[<prev] [next>] [<thread-prev] [thread-next>] [day] [month] [year] [list]
Message-Id: <20120217182743.2d5f629e.kamezawa.hiroyu@jp.fujitsu.com>
Date: Fri, 17 Feb 2012 18:27:43 +0900
From: KAMEZAWA Hiroyuki <kamezawa.hiroyu@...fujitsu.com>
To: KAMEZAWA Hiroyuki <kamezawa.hiroyu@...fujitsu.com>
Cc: "linux-mm@...ck.org" <linux-mm@...ck.org>,
"linux-kernel@...r.kernel.org" <linux-kernel@...r.kernel.org>,
"akpm@...ux-foundation.org" <akpm@...ux-foundation.org>,
"hannes@...xchg.org" <hannes@...xchg.org>,
Michal Hocko <mhocko@...e.cz>, Hugh Dickins <hughd@...gle.com>,
Greg Thelen <gthelen@...gle.com>, Ying Han <yinghan@...gle.com>
Subject: [PATCH 4/6] memcg: use new logic for page stat accounting.
>From 5bf592d432e4552db74e94a575afcd83aa652a9d Mon Sep 17 00:00:00 2001
From: KAMEZAWA Hiroyuki <kamezawa.hiroyu@...fujitsu.com>
Date: Thu, 2 Feb 2012 11:49:59 +0900
Subject: [PATCH 4/6] memcg: use new logic for page stat accounting.
Now, page-stat-per-memcg is recorded into per page_cgroup flag by
duplicating page's status into the flag. The reason is that memcg
has a feature to move a page from a group to another group and we
have race between "move" and "page stat accounting",
Under current logic, assume CPU-A and CPU-B. CPU-A does "move"
and CPU-B does "page stat accounting".
When CPU-A goes 1st,
CPU-A CPU-B
update "struct page" info.
move_lock_mem_cgroup(memcg)
see pc->flags
copy page stat to new group
overwrite pc->mem_cgroup.
move_unlock_mem_cgroup(memcg)
move_lock_mem_cgroup(mem)
set pc->flags
update page stat accounting
move_unlock_mem_cgroup(mem)
stat accounting is guarded by move_lock_mem_cgroup() and "move"
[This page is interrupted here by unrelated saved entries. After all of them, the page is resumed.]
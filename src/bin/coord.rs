//! Coordinator binary

use anyhow::Context;
use clap::{Parser, Subcommand};
use serde::Deserialize;
use shardkeeper::common::{parse_duration, Config};
use shardkeeper::coordinator::{AddReplica, CreateCollection};
use shardkeeper::metastore::{MemoryStore, MetaStore};
use shardkeeper::node::LocalNodes;
use shardkeeper::Coordinator;
use std::path::PathBuf;
use std::sync::Arc;
use std::time::Duration;
use tracing::Instrument;
use tracing_subscriber::{layer::SubscriberExt, util::SubscriberInitExt};

#[derive(Parser)]
#[command(name = "shardkeeper")]
#[command(about = "Cluster state coordinator: topology, leader election, convergence", version)]
struct Cli {
    #[command(subcommand)]
    command: Commands,
}

#[derive(Subcommand)]
enum Commands {
    /// Run a scenario against an in-process cluster and print the final state
    Simulate {
        /// Scenario file (TOML)
        #[arg(long)]
        scenario: PathBuf,

        /// Persist metadata in a RocksDB directory instead of memory
        #[arg(long)]
        db: Option<PathBuf>,

        /// Also print metrics in Prometheus text format
        #[arg(long)]
        metrics: bool,
    },
    /// Print the effective configuration
    Config,
}

#[derive(Debug, Deserialize)]
struct Scenario {
    #[serde(default)]
    nodes: Vec<String>,
    #[serde(default)]
    steps: Vec<Step>,
}

#[derive(Debug, Deserialize)]
#[serde(tag = "action", rename_all = "snake_case")]
enum Step {
    CreateCollection(CreateCollection),
    DeleteCollection {
        name: String,
    },
    AddReplica(AddReplica),
    RemoveReplica {
        core_name: String,
        #[serde(default)]
        force: bool,
    },
    Index {
        collection: String,
        count: usize,
        #[serde(default = "default_prefix")]
        prefix: String,
    },
    CrashNode {
        node: String,
    },
    StartNode {
        node: String,
    },
    WaitForRecoveries {
        collection: String,
        #[serde(default)]
        timeout: Option<String>,
    },
    WaitForLeader {
        collection: String,
        shard: String,
        #[serde(default)]
        timeout: Option<String>,
    },
}

fn default_prefix() -> String {
    "doc".to_string()
}

#[tokio::main]
async fn main() -> anyhow::Result<()> {
    tracing_subscriber::registry()
        .with(
            tracing_subscriber::EnvFilter::try_from_default_env().unwrap_or_else(|_| "info".into()),
        )
        .with(tracing_subscriber::fmt::layer())
        .init();

    let cli = Cli::parse();
    let config = Config::try_load()?;

    match cli.command {
        Commands::Config => {
            println!("{}", serde_json::to_string_pretty(&config)?);
        }
        Commands::Simulate {
            scenario,
            db,
            metrics,
        } => {
            let scenario = load_scenario(&scenario)?;
            let store = open_store(db, config.coordinator.watch_buffer)?;
            let span = tracing::info_span!(
                "scenario",
                run_id = %uuid::Uuid::new_v4(),
                coordinator = %config.node_id
            );
            run(&config, store, scenario, metrics).instrument(span).await?;
        }
    }

    Ok(())
}

fn load_scenario(path: &PathBuf) -> anyhow::Result<Scenario> {
    let scenario = config::Config::builder()
        .add_source(config::File::from(path.as_path()).format(config::FileFormat::Toml))
        .build()
        .with_context(|| format!("reading scenario {}", path.display()))?
        .try_deserialize()
        .with_context(|| format!("parsing scenario {}", path.display()))?;
    Ok(scenario)
}

#[cfg(feature = "rocksdb")]
fn open_store(db: Option<PathBuf>, watch_buffer: usize) -> anyhow::Result<Arc<dyn MetaStore>> {
    match db {
        Some(path) => Ok(Arc::new(shardkeeper::metastore::RocksStore::open(
            path,
            watch_buffer,
        )?)),
        None => Ok(Arc::new(MemoryStore::new(watch_buffer))),
    }
}

#[cfg(not(feature = "rocksdb"))]
fn open_store(db: Option<PathBuf>, watch_buffer: usize) -> anyhow::Result<Arc<dyn MetaStore>> {
    if db.is_some() {
        anyhow::bail!("--db requires building with the `rocksdb` feature");
    }
    Ok(Arc::new(MemoryStore::new(watch_buffer)))
}

fn timeout_or(value: &Option<String>, default: Duration) -> anyhow::Result<Duration> {
    match value {
        Some(text) => Ok(parse_duration(text)?),
        None => Ok(default),
    }
}

async fn run(
    config: &Config,
    store: Arc<dyn MetaStore>,
    scenario: Scenario,
    print_metrics: bool,
) -> anyhow::Result<()> {
    let nodes = Arc::new(LocalNodes::new(store.clone()));
    for node in &scenario.nodes {
        nodes.start_node(node)?;
    }

    let coord = Coordinator::start(config.coordinator.clone(), store, nodes.clone())?;
    let default_wait = config.coordinator.default_wait_timeout();
    tracing::info!(steps = scenario.steps.len(), "running scenario");

    for (i, step) in scenario.steps.into_iter().enumerate() {
        tracing::info!(step = i + 1, ?step, "step");
        match step {
            Step::CreateCollection(req) => {
                coord.create_collection(req).await?;
            }
            Step::DeleteCollection { name } => coord.delete_collection(&name).await?,
            Step::AddReplica(req) => {
                coord.add_replica(req).await?;
            }
            Step::RemoveReplica { core_name, force } => {
                coord.remove_replica(&core_name, force).await?;
            }
            Step::Index {
                collection,
                count,
                prefix,
            } => {
                let docs: Vec<(String, String)> = (0..count)
                    .map(|n| (format!("{}{}", prefix, n), format!("body {}", n)))
                    .collect();
                let accepted = nodes.index(&coord.current_state(), &collection, &docs).await?;
                tracing::info!(collection = %collection, accepted, "indexed");
            }
            Step::CrashNode { node } => nodes.crash_node(&node)?,
            Step::StartNode { node } => {
                nodes.start_node(&node)?;
            }
            Step::WaitForRecoveries {
                collection,
                timeout,
            } => {
                coord
                    .wait_for_recoveries(&collection, timeout_or(&timeout, default_wait)?)
                    .await
                    .into_result()?;
            }
            Step::WaitForLeader {
                collection,
                shard,
                timeout,
            } => {
                let leader = coord
                    .get_leader_retry(&collection, &shard, timeout_or(&timeout, default_wait)?)
                    .await?;
                tracing::info!(collection = %collection, shard = %shard, leader = %leader.core_url(), "leader");
            }
        }
    }

    let report = serde_json::json!({
        "state": coord.current_state().as_ref(),
        "elections": coord.election_phases(),
    });
    println!("{}", serde_json::to_string_pretty(&report)?);
    if print_metrics {
        println!("{}", coord.metrics().to_prometheus());
    }

    coord.shutdown();
    Ok(())
}
//! Common utilities and types shared across shardkeeper

pub mod config;
pub mod error;
pub mod metrics;
pub mod utils;

pub use config::{Config, CoordinatorConfig};
pub use error::{Error, Result};
pub use metrics::{CoordinatorMetrics, Counter, Gauge, Histogram};
pub use utils::{
    decode_segment, encode_segment, parse_duration, retry_with_backoff, validate_name,
    Backoff,
};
logic (CPU-A) doesn't see changes in "struct page" information.
But it's costly to have the same information both in 'struct page' and
'struct page_cgroup'. And, there is a potential problem.
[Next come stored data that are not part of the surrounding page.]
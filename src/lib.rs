//! # shardkeeper
//!
//! Cluster state coordinator for a sharded, replicated document cluster:
//! - Collection / shard / replica topology in a versioned metadata store
//! - Admin commands applied as conditional multi-key transactions
//! - Per-shard leader election with failover on removal or node loss
//! - Convergence waits driven by topology change notifications
//!
//! ## Architecture

#![allow(clippy::result_large_err)]
//!
//! ```text
//!   admin command
//!        │
//! ┌──────▼──────────┐   conditional txn   ┌────────────────┐
//! │ AdminProcessor  ├────────────────────►│   MetaStore    │
//! └──────┬──────────┘                     │ (memory/rocks) │
//!        │ NodeRuntime                    └───────┬────────┘
//! ┌──────▼──────────┐                     watch   │
//! │ nodes (cores)   │               ┌─────────────▼───┐
//! └─────────────────┘               │  TopologyModel  │ snapshot
//!                                   └──┬───────────┬──┘
//!                          ┌───────────▼──┐    ┌───▼──────────────┐
//!                          │ElectionEngine│    │ConvergenceWaiter │
//!                          └──────────────┘    └──────────────────┘
//! ```
//!
//! ## Usage
//!
//! ```bash
//! # Run a scenario against an in-process cluster
//! shardkeeper simulate --scenario failover.toml
//!
//! # Print the effective configuration
//! shardkeeper config
//! ```

pub mod common;
pub mod coordinator;
pub mod metastore;
pub mod node;

// Re-export commonly used types
pub use common::{Config, Error, Result};
pub use coordinator::Coordinator;

/// Current version
pub const VERSION: &str = env!("CARGO_PKG_VERSION");

/// Build info
pub const BUILD_INFO: &str = concat!(env!("CARGO_PKG_VERSION"), " (", env!("CARGO_PKG_NAME"), ")");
For example, assume we have PG_dirty accounting in memcg.
PG_..is a flag for struct page.
PCG_ is a flag for struct page_cgroup.
(This is just an example. The same problem can be found in any
kind of page stat accounting.)
CPU-A CPU-B
TestSet PG_dirty
(delay) TestClear PG_dirty
if (TestClear(PCG_dirty))
memcg->nr_dirty--
if (TestSet(PCG_dirty))
memcg->nr_dirty++
Here, memcg->nr_dirty = +1, this is wrong.
This race was reported by Greg Thelen <gthelen@...gle.com>.
Now, only FILE_MAPPED is supported but fortunately, it's serialized by
page table lock and this is not real bug, _now_,
If this potential problem is caused by having duplicated information in
struct page and struct page_cgroup, we may be able to fix this by using
original 'struct page' information.
But we'll have a problem in "move account"
Assume we use only PG_dirty.
CPU-A CPU-B
TestSet PG_dirty
(delay) move_lock_mem_cgroup()
if (PageDirty(page))
new_memcg->nr_dirty++
pc->mem_cgroup = new_memcg;
move_unlock_mem_cgroup()
move_lock_mem_cgroup()
memcg = pc->mem_cgroup
new_memcg->nr_dirty++
accounting information may be double-counted. This was original
reason to have PCG_xxx flags but it seems PCG_xxx has another problem.
I think we need a bigger lock as
move_lock_mem_cgroup(page)
TestSetPageDirty(page)
update page stats (without any checks)
move_unlock_mem_cgroup(page)
This fixes both of problems and we don't have to duplicate page flag
into page_cgroup. Please note: move_lock_mem_cgroup() is held
only when there are possibility of "account move" under the system.
So, in most path, status update will go without atomic locks.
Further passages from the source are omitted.